EXERCISE AIM
Scan the data below for the string "flattened". Show every line where it turns up.

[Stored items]
════════════════════

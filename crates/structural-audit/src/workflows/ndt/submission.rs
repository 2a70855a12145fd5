use std::collections::BTreeMap;

use chrono::{DateTime, Utc};
use serde::{Deserialize, Serialize};

use super::domain::{AuditId, DerivedResult, NdtTest, TestToggle};
use super::evaluators::evaluator_for;
use super::form::{NdtFormState, TestEntry};
use super::measurement::MeasurementValue;
use crate::config::NdtConfig;

const STATUS_SUFFIX: &str = "status";
const TIER_SUFFIX: &str = "tier";
const RECOMMENDATION_SUFFIX: &str = "recommendation";
const RESULT_SUFFIX: &str = "result";

/// Whether an audit's NDT step has been handed to persistence. Owned by the persistence
/// collaborator and fetched when a form is mounted.
#[derive(Debug, Clone, Default, PartialEq, Eq, Serialize, Deserialize)]
#[serde(tag = "state", rename_all = "snake_case")]
pub enum SubmissionStatus {
    #[default]
    Draft,
    Submitted {
        submitted_at: DateTime<Utc>,
        reference: String,
    },
}

impl SubmissionStatus {
    pub fn is_submitted(&self) -> bool {
        matches!(self, SubmissionStatus::Submitted { .. })
    }
}

/// Acknowledgement returned by persistence for a stored submission.
#[derive(Debug, Clone, PartialEq, Eq, Serialize, Deserialize)]
pub struct SubmissionReceipt {
    pub audit_id: AuditId,
    pub reference: String,
    pub submitted_at: DateTime<Utc>,
}

impl From<&SubmissionReceipt> for SubmissionStatus {
    fn from(receipt: &SubmissionReceipt) -> Self {
        SubmissionStatus::Submitted {
            submitted_at: receipt.submitted_at,
            reference: receipt.reference.clone(),
        }
    }
}

/// Site photo attached to a performed test.
#[derive(Debug, Clone, PartialEq, Eq, Serialize, Deserialize)]
pub struct PhotoAttachment {
    pub test: NdtTest,
    pub file_name: String,
    pub content_type: String,
    pub bytes: Vec<u8>,
}

/// One flattened multipart text field.
#[derive(Debug, Clone, PartialEq, Eq, Serialize, Deserialize)]
pub struct FormField {
    pub name: String,
    pub value: String,
}

/// The outbound object handed to persistence for one audit.
#[derive(Debug, Clone, PartialEq, Serialize, Deserialize)]
pub struct SubmissionPayload {
    pub audit_id: AuditId,
    pub fields: Vec<FormField>,
    pub photos: Vec<PhotoAttachment>,
}

impl SubmissionPayload {
    pub fn field(&self, name: &str) -> Option<&str> {
        self.fields
            .iter()
            .find(|field| field.name == name)
            .map(|field| field.value.as_str())
    }
}

/// Attachment limits enforced before a payload is built.
#[derive(Debug, Clone, Copy, PartialEq, Eq)]
pub struct SubmissionLimits {
    pub max_photos: usize,
    pub max_photo_bytes: usize,
}

impl Default for SubmissionLimits {
    fn default() -> Self {
        Self::from(&NdtConfig::default())
    }
}

impl From<&NdtConfig> for SubmissionLimits {
    fn from(config: &NdtConfig) -> Self {
        Self {
            max_photos: config.max_photos,
            max_photo_bytes: config.max_photo_bytes,
        }
    }
}

#[derive(Debug, thiserror::Error)]
pub enum SubmissionError {
    #[error("NDT form for audit {0} was already submitted")]
    AlreadySubmitted(AuditId),
    #[error("too many photos attached (max {max}, found {found})")]
    TooManyPhotos { max: usize, found: usize },
    #[error("photo '{file_name}' is {found} bytes, above the {max} byte limit")]
    PhotoTooLarge {
        file_name: String,
        max: usize,
        found: usize,
    },
    #[error("photo '{file_name}' has unsupported content type '{content_type}'")]
    UnsupportedPhotoType {
        file_name: String,
        content_type: String,
    },
    #[error("photo '{file_name}' is attached to {test}, which was not performed")]
    PhotoForInactiveTest { file_name: String, test: NdtTest },
    #[error("failed to encode derived result: {0}")]
    Encoding(#[from] serde_json::Error),
}

fn field_name(test: NdtTest, suffix: &str) -> String {
    format!("{}_{}", test.key(), suffix)
}

fn validate_photos(
    form: &NdtFormState,
    photos: &[PhotoAttachment],
    limits: SubmissionLimits,
) -> Result<(), SubmissionError> {
    if photos.len() > limits.max_photos {
        return Err(SubmissionError::TooManyPhotos {
            max: limits.max_photos,
            found: photos.len(),
        });
    }

    for photo in photos {
        let is_image = photo
            .content_type
            .parse::<mime::Mime>()
            .map(|parsed| parsed.type_() == mime::IMAGE)
            .unwrap_or(false);
        if !is_image {
            return Err(SubmissionError::UnsupportedPhotoType {
                file_name: photo.file_name.clone(),
                content_type: photo.content_type.clone(),
            });
        }

        if photo.bytes.len() > limits.max_photo_bytes {
            return Err(SubmissionError::PhotoTooLarge {
                file_name: photo.file_name.clone(),
                max: limits.max_photo_bytes,
                found: photo.bytes.len(),
            });
        }

        if form.toggle(photo.test) != TestToggle::Performed {
            return Err(SubmissionError::PhotoForInactiveTest {
                file_name: photo.file_name.clone(),
                test: photo.test,
            });
        }
    }

    Ok(())
}

/// Flatten a draft form and its photos into the multipart-style payload persistence accepts.
///
/// Per test: `<test>_status`, one `<test>_<field>` per measurement and, when a result exists,
/// `<test>_tier`, `<test>_recommendation` and `<test>_result` holding the whole result as JSON.
pub fn build_submission(
    form: &NdtFormState,
    photos: Vec<PhotoAttachment>,
    limits: SubmissionLimits,
) -> Result<SubmissionPayload, SubmissionError> {
    if form.is_read_only() {
        return Err(SubmissionError::AlreadySubmitted(form.audit_id().clone()));
    }
    validate_photos(form, &photos, limits)?;

    let mut fields = Vec::new();
    for (test, entry) in form.entries() {
        fields.push(FormField {
            name: field_name(test, STATUS_SUFFIX),
            value: entry.toggle.label().to_string(),
        });

        for (name, value) in entry.measurements.iter() {
            fields.push(FormField {
                name: field_name(test, name),
                value: value.to_field_text(),
            });
        }

        if let Some(result) = &entry.result {
            fields.push(FormField {
                name: field_name(test, TIER_SUFFIX),
                value: result.tier.clone(),
            });
            fields.push(FormField {
                name: field_name(test, RECOMMENDATION_SUFFIX),
                value: result.recommendation.clone(),
            });
            fields.push(FormField {
                name: field_name(test, RESULT_SUFFIX),
                value: serde_json::to_string(result)?,
            });
        }
    }

    Ok(SubmissionPayload {
        audit_id: form.audit_id().clone(),
        fields,
        photos,
    })
}

/// Decode a stored `<test>_result`. Anything unparsable becomes an empty result.
pub fn decode_persisted_result(raw: &str) -> DerivedResult {
    serde_json::from_str(raw).unwrap_or_default()
}

fn parse_toggle(raw: &str) -> TestToggle {
    match raw.trim() {
        "performed" => TestToggle::Performed,
        "skipped" => TestToggle::Skipped,
        _ => TestToggle::Undecided,
    }
}

/// Rebuild a form from persisted flattened fields so a submission can be re-rendered.
///
/// Unrecognised field names are ignored. A performed test whose stored result cannot be
/// decoded carries an empty result rather than failing the render.
pub fn restore_form(
    audit_id: AuditId,
    fields: &[FormField],
    status: SubmissionStatus,
) -> NdtFormState {
    let mut entries: BTreeMap<NdtTest, TestEntry> = BTreeMap::new();

    for field in fields {
        let Some((test, suffix)) = split_field_name(&field.name) else {
            continue;
        };
        let entry = entries.entry(test).or_default();

        match suffix {
            STATUS_SUFFIX => entry.toggle = parse_toggle(&field.value),
            RESULT_SUFFIX => entry.result = Some(decode_persisted_result(&field.value)),
            TIER_SUFFIX | RECOMMENDATION_SUFFIX => {}
            measurement if evaluator_for(test).accepts(measurement) => {
                entry
                    .measurements
                    .insert(measurement, MeasurementValue::Text(field.value.clone()));
            }
            _ => {}
        }
    }

    for entry in entries.values_mut() {
        if entry.toggle == TestToggle::Performed && entry.result.is_none() {
            entry.result = Some(DerivedResult::default());
        }
    }

    NdtFormState::restore(audit_id, entries, status)
}

fn split_field_name(name: &str) -> Option<(NdtTest, &str)> {
    NdtTest::ALL.into_iter().find_map(|test| {
        name.strip_prefix(test.key())
            .and_then(|rest| rest.strip_prefix('_'))
            .filter(|suffix| !suffix.is_empty())
            .map(|suffix| (test, suffix))
    })
}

════════════════════

EXERCISE RESPONSE
/// One flattened multipart text field.
/// Rebuild a form from persisted flattened fields so a submission can be re-rendered.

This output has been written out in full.